Linux LSM(Linux Security Modules) Hook Technology_weixin_30929011的博客-CSDN博客

Linux Security Module Usage — The Linux Kernel documentation

一、总体概况

前文已提到，LSM的全称为Linux Security Module，字面意思为Linux安全模块。其在Linux内核中体现为一组安全相关的函数，这些安全函数在系统调用的执行路径中会被调用。因此LSM的目的是对用户态进程进行强制访问控制。至于这些安全函数要实施什么样的访问控制，则是由具体的安全模块决定的。截止到2014年，Linux内核主线上有5个安全模块：SELinux、AppArmor、Smack、TOMOYO和Yama（后来又增加了LoadPin、SafeSetID）。用户可以选择哪些安全模块被编译进内核。可以同时有多个安全模块存在于内核中，但是在运行时只能有一个安全模块处于工作状态。

虽然还被称为模块，但实际上自Linux内核2.6.x版本之后，Linux就强制LSM各个模块必须被编译进内核中，不能再以模块的形式存在了。这意味着，在运行时不能再随意加载一个所谓的安全模块作为访问控制机制了，也不能随意卸载一个安全模块了。到2012年时，Linux主线中已经有5个安全模块了。但是除了Yama，其它各个安全模块是运行时互斥的。比如系统中SELinux在工作，Smack就一定不能工作。这时就有人想，能不能让安全模块可以同时工作呢？Smack的负责人Casey Schaufler承担了这项工作。但两年过去了，虽然Casey Schaufler提交了多个patch，但终因安全模块的差异性和系统的复杂性而没有成功。

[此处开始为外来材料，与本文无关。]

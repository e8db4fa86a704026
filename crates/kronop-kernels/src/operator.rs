//! Kronecker operator dispatch
//!
//! [`KronOperator`] is the single entry point for applying a two- or
//! three-factor Kronecker operator. Its variants fix both the factor count
//! and the representation shared by all factors, so an operator mixing dense
//! and diagonal factors, or with an unsupported factor count, cannot be
//! constructed. Dispatch is an exhaustive `match`.

use std::fmt;

use scirs2_core::ndarray_ext::{Array1, Array2, ArrayView1, ArrayView2, ArrayViewMut1};
use scirs2_core::numeric::Num;

use crate::build::{kronecker, kronecker3, kronecker_diag, kronecker_diag3};
use crate::config::MatvecConfig;
use crate::error::KernelResult;
use crate::matvec2::{kron_matvec, kron_matvec_diag, kron_matvec_diag_with, kron_matvec_with, two_factor_work};
use crate::matvec3::{
    kron3_matvec, kron3_matvec_diag, kron3_matvec_diag_with, kron3_matvec_with, three_factor_work,
};
use crate::shape::{matvec_lengths, FactorDims, MatvecMode};
use crate::utils::diagonal_to_dense;

/// A single Kronecker factor, tagged by representation
#[derive(Debug, Clone, Copy)]
pub enum Factor<'a, T> {
    /// Dense matrix
    Dense(ArrayView2<'a, T>),
    /// Diagonal of an implicit square matrix
    Diagonal(ArrayView1<'a, T>),
}

impl<T> Factor<'_, T> {
    /// Row count; the length for a diagonal factor
    pub fn nrows(&self) -> usize {
        match self {
            Factor::Dense(m) => m.nrows(),
            Factor::Diagonal(d) => d.len(),
        }
    }

    /// Column count; the length for a diagonal factor
    pub fn ncols(&self) -> usize {
        match self {
            Factor::Dense(m) => m.ncols(),
            Factor::Diagonal(d) => d.len(),
        }
    }

    /// (rows, cols)
    pub fn dims(&self) -> FactorDims {
        (self.nrows(), self.ncols())
    }

    pub fn is_diagonal(&self) -> bool {
        matches!(self, Factor::Diagonal(_))
    }
}

/// Kronecker product of two or three factors sharing one representation
///
/// Factors are borrowed; the operator itself is a cheap value that can be
/// rebuilt for every call.
///
/// # Examples
///
/// ```
/// use scirs2_core::ndarray_ext::{array, Array1};
/// use kronop_kernels::{KronOperator, MatvecMode};
///
/// let a = array![[1.0, 2.0], [3.0, 4.0]];
/// let b = array![[1.0, 0.0], [0.0, 1.0]];
/// let op = KronOperator::dense(a.view(), b.view());
/// assert_eq!((op.nrows(), op.ncols()), (4, 4));
///
/// let g = op.matvec(&array![1.0, 2.0, 3.0, 4.0].view(), MatvecMode::Forward).unwrap();
/// assert_eq!(g, op.to_dense().dot(&array![1.0, 2.0, 3.0, 4.0]));
/// ```
#[derive(Debug, Clone, Copy)]
pub enum KronOperator<'a, T> {
    /// `A ⊗ B`, dense factors
    Dense2 {
        a: ArrayView2<'a, T>,
        b: ArrayView2<'a, T>,
    },
    /// `A ⊗ B ⊗ C`, dense factors
    Dense3 {
        a: ArrayView2<'a, T>,
        b: ArrayView2<'a, T>,
        c: ArrayView2<'a, T>,
    },
    /// `diag(a) ⊗ diag(b)`
    Diagonal2 {
        a: ArrayView1<'a, T>,
        b: ArrayView1<'a, T>,
    },
    /// `diag(a) ⊗ diag(b) ⊗ diag(c)`
    Diagonal3 {
        a: ArrayView1<'a, T>,
        b: ArrayView1<'a, T>,
        c: ArrayView1<'a, T>,
    },
}

impl<'a, T> KronOperator<'a, T> {
    pub fn dense(a: ArrayView2<'a, T>, b: ArrayView2<'a, T>) -> Self {
        KronOperator::Dense2 { a, b }
    }

    pub fn dense3(a: ArrayView2<'a, T>, b: ArrayView2<'a, T>, c: ArrayView2<'a, T>) -> Self {
        KronOperator::Dense3 { a, b, c }
    }

    pub fn diagonal(a: ArrayView1<'a, T>, b: ArrayView1<'a, T>) -> Self {
        KronOperator::Diagonal2 { a, b }
    }

    pub fn diagonal3(a: ArrayView1<'a, T>, b: ArrayView1<'a, T>, c: ArrayView1<'a, T>) -> Self {
        KronOperator::Diagonal3 { a, b, c }
    }

    /// Factors in Kronecker order (outermost first)
    pub fn factors(&self) -> Vec<Factor<'a, T>> {
        match self {
            KronOperator::Dense2 { a, b } => vec![Factor::Dense(a.clone()), Factor::Dense(b.clone())],
            KronOperator::Dense3 { a, b, c } => vec![
                Factor::Dense(a.clone()),
                Factor::Dense(b.clone()),
                Factor::Dense(c.clone()),
            ],
            KronOperator::Diagonal2 { a, b } => {
                vec![Factor::Diagonal(a.clone()), Factor::Diagonal(b.clone())]
            }
            KronOperator::Diagonal3 { a, b, c } => vec![
                Factor::Diagonal(a.clone()),
                Factor::Diagonal(b.clone()),
                Factor::Diagonal(c.clone()),
            ],
        }
    }

    /// Number of factors (2 or 3)
    pub fn num_factors(&self) -> usize {
        match self {
            KronOperator::Dense2 { .. } | KronOperator::Diagonal2 { .. } => 2,
            KronOperator::Dense3 { .. } | KronOperator::Diagonal3 { .. } => 3,
        }
    }

    pub fn is_diagonal(&self) -> bool {
        matches!(
            self,
            KronOperator::Diagonal2 { .. } | KronOperator::Diagonal3 { .. }
        )
    }

    /// (rows, cols) of every factor
    pub fn factor_dims(&self) -> Vec<FactorDims> {
        self.factors().iter().map(Factor::dims).collect()
    }

    /// Row count of the implicit operator
    pub fn nrows(&self) -> usize {
        self.factors().iter().map(Factor::nrows).product()
    }

    /// Column count of the implicit operator
    pub fn ncols(&self) -> usize {
        self.factors().iter().map(Factor::ncols).product()
    }

    /// Required input length in `mode`
    pub fn input_len(&self, mode: MatvecMode) -> usize {
        matvec_lengths(&self.factor_dims(), mode).0
    }

    /// Output length produced in `mode`
    pub fn output_len(&self, mode: MatvecMode) -> usize {
        matvec_lengths(&self.factor_dims(), mode).1
    }

    /// Estimated scalar multiply-adds of one structured matvec in `mode`
    pub fn work_estimate(&self, mode: MatvecMode) -> usize {
        match self {
            KronOperator::Dense2 { a, b } => two_factor_work(a, b, mode),
            KronOperator::Dense3 { a, b, c } => three_factor_work(a, b, c, mode),
            KronOperator::Diagonal2 { .. } | KronOperator::Diagonal3 { .. } => self.nrows(),
        }
    }
}

impl<T> KronOperator<'_, T>
where
    T: Clone + Num,
{
    /// Apply the operator, writing `g = K·f` or `g = Kᵗ·f`
    ///
    /// Diagonal operators are self-adjoint and ignore `mode`. `g` is fully
    /// overwritten.
    ///
    /// # Errors
    ///
    /// Returns `ShapeMismatch` if `f` or `g` has the wrong length, before
    /// `g` is touched.
    pub fn apply(
        &self,
        f: &ArrayView1<T>,
        g: &mut ArrayViewMut1<T>,
        mode: MatvecMode,
    ) -> KernelResult<()> {
        tracing::trace!(
            operator = %self,
            %mode,
            input_len = f.len(),
            output_len = g.len(),
            "apply kronecker operator"
        );

        match self {
            KronOperator::Dense2 { a, b } => kron_matvec(a, b, f, g, mode),
            KronOperator::Dense3 { a, b, c } => kron3_matvec(a, b, c, f, g, mode),
            KronOperator::Diagonal2 { a, b } => kron_matvec_diag(a, b, f, g),
            KronOperator::Diagonal3 { a, b, c } => kron3_matvec_diag(a, b, c, f, g),
        }
    }

    /// Apply the operator into a freshly allocated output vector
    ///
    /// # Errors
    ///
    /// Returns `ShapeMismatch` if `f` has the wrong length.
    pub fn matvec(&self, f: &ArrayView1<T>, mode: MatvecMode) -> KernelResult<Array1<T>> {
        let mut g = Array1::<T>::zeros(self.output_len(mode));
        self.apply(f, &mut g.view_mut(), mode)?;
        Ok(g)
    }

    /// Materialize the operator as a dense matrix
    ///
    /// Diagonal operators are expanded to their square dense form. Only
    /// sensible for small operators.
    pub fn to_dense(&self) -> Array2<T> {
        match self {
            KronOperator::Dense2 { a, b } => kronecker(a, b),
            KronOperator::Dense3 { a, b, c } => kronecker3(a, b, c),
            KronOperator::Diagonal2 { .. } | KronOperator::Diagonal3 { .. } => {
                diagonal_to_dense(&self.to_diagonal().view())
            }
        }
    }

    /// Diagonal of the operator
    ///
    /// Exact for diagonal operators. For dense operators this is the diagonal
    /// of the materialized product.
    pub fn to_diagonal(&self) -> Array1<T> {
        match self {
            KronOperator::Diagonal2 { a, b } => kronecker_diag(a, b),
            KronOperator::Diagonal3 { a, b, c } => kronecker_diag3(a, b, c),
            KronOperator::Dense2 { .. } | KronOperator::Dense3 { .. } => self.to_dense().diag().to_owned(),
        }
    }
}

impl<T> KronOperator<'_, T>
where
    T: Clone + Num + Send + Sync,
{
    /// [`KronOperator::apply`] with an explicit execution configuration
    ///
    /// # Errors
    ///
    /// Same as [`KronOperator::apply`].
    pub fn apply_with(
        &self,
        f: &ArrayView1<T>,
        g: &mut ArrayViewMut1<T>,
        mode: MatvecMode,
        config: &MatvecConfig,
    ) -> KernelResult<()> {
        tracing::trace!(
            operator = %self,
            %mode,
            strategy = %config.strategy,
            input_len = f.len(),
            output_len = g.len(),
            "apply kronecker operator"
        );

        match self {
            KronOperator::Dense2 { a, b } => kron_matvec_with(a, b, f, g, mode, config),
            KronOperator::Dense3 { a, b, c } => kron3_matvec_with(a, b, c, f, g, mode, config),
            KronOperator::Diagonal2 { a, b } => kron_matvec_diag_with(a, b, f, g, config),
            KronOperator::Diagonal3 { a, b, c } => kron3_matvec_diag_with(a, b, c, f, g, config),
        }
    }
}

impl<T> fmt::Display for KronOperator<'_, T> {
    fn fmt(&self, f: &mut fmt::Formatter<'_>) -> fmt::Result {
        let kind = if self.is_diagonal() { "diagonal" } else { "dense" };
        let dims: Vec<String> = self
            .factor_dims()
            .iter()
            .map(|(r, c)| format!("{}x{}", r, c))
            .collect();
        write!(f, "{} [{}]", kind, dims.join(" ⊗ "))
    }
}

#[cfg(test)]
mod tests {
    use super::*;
    use crate::utils::{approx_equal_vec, dense_matvec};
    use scirs2_core::ndarray_ext::array;

    #[test]
    fn test_dims_and_lengths() {
        let a = Array2::<f64>::zeros((2, 3));
        let b = Array2::<f64>::zeros((4, 5));
        let op = KronOperator::dense(a.view(), b.view());

        assert_eq!(op.num_factors(), 2);
        assert!(!op.is_diagonal());
        assert_eq!((op.nrows(), op.ncols()), (8, 15));
        assert_eq!(op.input_len(MatvecMode::Forward), 15);
        assert_eq!(op.output_len(MatvecMode::Forward), 8);
        assert_eq!(op.input_len(MatvecMode::Transposed), 8);
        assert_eq!(op.output_len(MatvecMode::Transposed), 15);
        assert_eq!(op.to_string(), "dense [2x3 ⊗ 4x5]");
    }

    #[test]
    fn test_factor_tags() {
        let a = array![1.0, 2.0];
        let b = array![3.0];
        let c = array![4.0, 5.0, 6.0];
        let op = KronOperator::diagonal3(a.view(), b.view(), c.view());

        let factors = op.factors();
        assert_eq!(factors.len(), 3);
        assert!(factors.iter().all(Factor::is_diagonal));
        assert_eq!(op.factor_dims(), vec![(2, 2), (1, 1), (3, 3)]);
        assert_eq!(op.to_string(), "diagonal [2x2 ⊗ 1x1 ⊗ 3x3]");
    }

    #[test]
    fn test_dispatch_dense2_both_modes() {
        let a = array![[1.0, 2.0, 0.0], [-1.0, 0.5, 3.0]];
        let b = array![[2.0, 1.0], [1.0, 1.0], [0.0, 4.0]];
        let op = KronOperator::dense(a.view(), b.view());
        let k = op.to_dense();

        for mode in [MatvecMode::Forward, MatvecMode::Transposed] {
            let f = Array1::from_shape_fn(op.input_len(mode), |i| i as f64 - 1.0);
            let g = op.matvec(&f.view(), mode).unwrap();
            let expected = dense_matvec(&k.view(), &f.view(), mode);
            assert!(approx_equal_vec(&g.view(), &expected.view(), 1e-12));
        }
    }

    #[test]
    fn test_dispatch_dense3() {
        let a = array![[1.0, 2.0]];
        let b = array![[1.0], [3.0]];
        let c = array![[2.0, -1.0], [0.0, 1.0]];
        let op = KronOperator::dense3(a.view(), b.view(), c.view());
        let k = op.to_dense();
        assert_eq!(k.dim(), (4, 4));

        for mode in [MatvecMode::Forward, MatvecMode::Transposed] {
            let f = Array1::from_shape_fn(op.input_len(mode), |i| (i + 1) as f64);
            let g = op.matvec(&f.view(), mode).unwrap();
            let expected = dense_matvec(&k.view(), &f.view(), mode);
            assert!(approx_equal_vec(&g.view(), &expected.view(), 1e-12));
        }
    }

    #[test]
    fn test_dispatch_diagonal_ignores_mode() {
        let a = array![2.0, 3.0];
        let b = array![5.0, 7.0];
        let op = KronOperator::diagonal(a.view(), b.view());
        let f = array![1.0, 1.0, 1.0, 1.0];

        let fwd = op.matvec(&f.view(), MatvecMode::Forward).unwrap();
        let trans = op.matvec(&f.view(), MatvecMode::Transposed).unwrap();
        assert_eq!(fwd, array![10.0, 14.0, 15.0, 21.0]);
        assert_eq!(fwd, trans);
        assert_eq!(op.to_diagonal(), array![10.0, 14.0, 15.0, 21.0]);
    }

    #[test]
    fn test_diagonal_to_dense_matches_dense_operator() {
        let a = array![2.0, 3.0];
        let b = array![5.0, 7.0, 1.0];
        let da = diagonal_to_dense(&a.view());
        let db = diagonal_to_dense(&b.view());

        let diag_op = KronOperator::diagonal(a.view(), b.view());
        let dense_op = KronOperator::dense(da.view(), db.view());
        assert_eq!(diag_op.to_dense(), dense_op.to_dense());
        assert_eq!(dense_op.to_diagonal(), diag_op.to_diagonal());
    }

    #[test]
    fn test_apply_rejects_bad_lengths() {
        let a = array![[1.0, 2.0], [3.0, 4.0]];
        let b = array![[1.0, 0.0, 1.0]];
        let op = KronOperator::dense(a.view(), b.view());
        let f = Array1::<f64>::zeros(4);
        let mut g = Array1::<f64>::from_elem(2, 8.0);

        let err = op.apply(&f.view(), &mut g.view_mut(), MatvecMode::Forward).unwrap_err();
        assert_eq!(err.expected(), &[6, 2]);
        assert_eq!(err.actual(), &[4, 2]);
        assert!(g.iter().all(|&v| v == 8.0));

        assert!(op.matvec(&f.view(), MatvecMode::Forward).is_err());
    }

    #[test]
    fn test_apply_with_matches_apply() {
        let a = array![[1.0, 2.0], [3.0, 4.0], [0.0, 1.0]];
        let b = array![[2.0, 0.5]];
        let c = array![[1.0], [2.0]];
        let op = KronOperator::dense3(a.view(), b.view(), c.view());

        for config in [MatvecConfig::serial(), MatvecConfig::parallel()] {
            for mode in [MatvecMode::Forward, MatvecMode::Transposed] {
                let f = Array1::from_shape_fn(op.input_len(mode), |i| i as f64 * 0.5);
                let expected = op.matvec(&f.view(), mode).unwrap();
                let mut g = Array1::<f64>::zeros(op.output_len(mode));
                op.apply_with(&f.view(), &mut g.view_mut(), mode, &config).unwrap();
                assert!(approx_equal_vec(&g.view(), &expected.view(), 1e-12));
            }
        }
    }

    #[test]
    fn test_work_estimate_beats_explicit() {
        let a = Array2::<f64>::zeros((20, 20));
        let b = Array2::<f64>::zeros((30, 30));
        let op = KronOperator::dense(a.view(), b.view());
        let explicit = op.nrows() * op.ncols();
        assert!(op.work_estimate(MatvecMode::Forward) < explicit);
    }
}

以下是一段英文，取自于Linux内核文档，与上段文字对应：

The name "module" is a bit of a misnomer since these extensions are not actually loadable kernel modules. Instead, they are selectable at build-time via CONFIG_DEFAULT_SECURITY and can be overridden at boot-time via the "security=..." kernel command line argument, in the case where multiple LSMs were built into a given kernel.

二、各模块简介

• SELinux

在上文提到的5个安全模块中，SELinux进入内核时间最早。事实上，LSM机制是伴随着SELinux而进入内核的。SELinux是5个安全模块中功能最全最复杂的一个。

SELinux的开发引入了LSM。在2001年，Linus Torvalds拒绝了SELinux直接进入内核主线，他要求把SELinux做成一个相对独立的模块。于是Linux内核安全子领域的开发者实现了LSM机制。LSM机制带来了两个可能：一个是内核代码中多个安全模块并存；另一个是用户或者管理员可以在内核编译和系统启动时选择安全模块。

• Smack

第二个进入Linux内核主线的是Smack。Smack标榜的是简单，其在安全功能上和安全机制上没有突破。

• TOMOYO

第三个进入Linux内核主线的是TOMOYO。TOMOYO的长处是易用性，相关管理工具和文档都很完备。

• AppArmor

第四个进入Linux内核主线的是AppArmor。AppArmor开发得很早，但开发时断时续，结果很晚才进入内核主线。AppArmor也在易用性上下功夫，其长处是很容易对单个应用进行安全加固并且不影响到系统其它部分。

• Yama

最后一个是Yama。Yama的有趣之处是其只针对某一个安全问题点（ptrace）做工作，其余不管。

通过以上简介可以看到，SELinux之后的模块在系统性安全上没有突破，只在简单性和易用性上下功夫，而且有从系统性全功能安全防护向单个应用安全和单一功能防护上发展的趋势。